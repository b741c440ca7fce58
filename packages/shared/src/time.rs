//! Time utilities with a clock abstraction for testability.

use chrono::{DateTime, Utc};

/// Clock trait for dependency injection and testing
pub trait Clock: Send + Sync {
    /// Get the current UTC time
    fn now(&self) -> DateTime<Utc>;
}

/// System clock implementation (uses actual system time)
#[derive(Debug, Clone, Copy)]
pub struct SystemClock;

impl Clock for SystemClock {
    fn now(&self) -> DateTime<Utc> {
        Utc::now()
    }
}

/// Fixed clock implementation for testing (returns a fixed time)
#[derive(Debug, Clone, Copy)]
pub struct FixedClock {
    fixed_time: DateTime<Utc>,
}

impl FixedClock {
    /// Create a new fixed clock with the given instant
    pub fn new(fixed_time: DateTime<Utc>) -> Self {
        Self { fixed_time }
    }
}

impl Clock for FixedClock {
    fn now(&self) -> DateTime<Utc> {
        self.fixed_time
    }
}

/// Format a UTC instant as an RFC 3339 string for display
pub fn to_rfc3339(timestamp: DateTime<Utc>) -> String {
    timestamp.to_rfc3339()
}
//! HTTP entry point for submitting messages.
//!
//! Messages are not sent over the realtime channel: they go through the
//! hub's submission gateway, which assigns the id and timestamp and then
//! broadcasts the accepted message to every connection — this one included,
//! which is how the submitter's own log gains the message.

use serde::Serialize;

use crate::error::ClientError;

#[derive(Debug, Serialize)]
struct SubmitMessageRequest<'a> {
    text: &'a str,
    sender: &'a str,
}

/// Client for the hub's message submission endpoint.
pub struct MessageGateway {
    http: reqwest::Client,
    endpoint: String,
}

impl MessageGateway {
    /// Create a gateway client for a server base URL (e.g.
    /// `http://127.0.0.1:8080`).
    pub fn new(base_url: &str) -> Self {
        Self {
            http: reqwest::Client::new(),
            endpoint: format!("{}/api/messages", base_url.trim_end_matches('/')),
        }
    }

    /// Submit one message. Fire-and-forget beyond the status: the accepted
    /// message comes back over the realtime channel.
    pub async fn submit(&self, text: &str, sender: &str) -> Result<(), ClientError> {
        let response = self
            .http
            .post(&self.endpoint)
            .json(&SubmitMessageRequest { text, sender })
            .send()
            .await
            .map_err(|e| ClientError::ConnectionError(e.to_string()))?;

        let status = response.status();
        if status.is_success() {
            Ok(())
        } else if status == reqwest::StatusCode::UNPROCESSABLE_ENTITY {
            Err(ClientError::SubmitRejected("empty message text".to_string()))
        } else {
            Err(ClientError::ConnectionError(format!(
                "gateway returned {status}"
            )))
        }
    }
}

EXERCISE DIRECTIONS -> All lines of the material that contain the word "with" should be listed.

WRITTEN SOLUTION ->
//! Time utilities with a clock abstraction for testability.
    /// Create a new fixed clock with the given instant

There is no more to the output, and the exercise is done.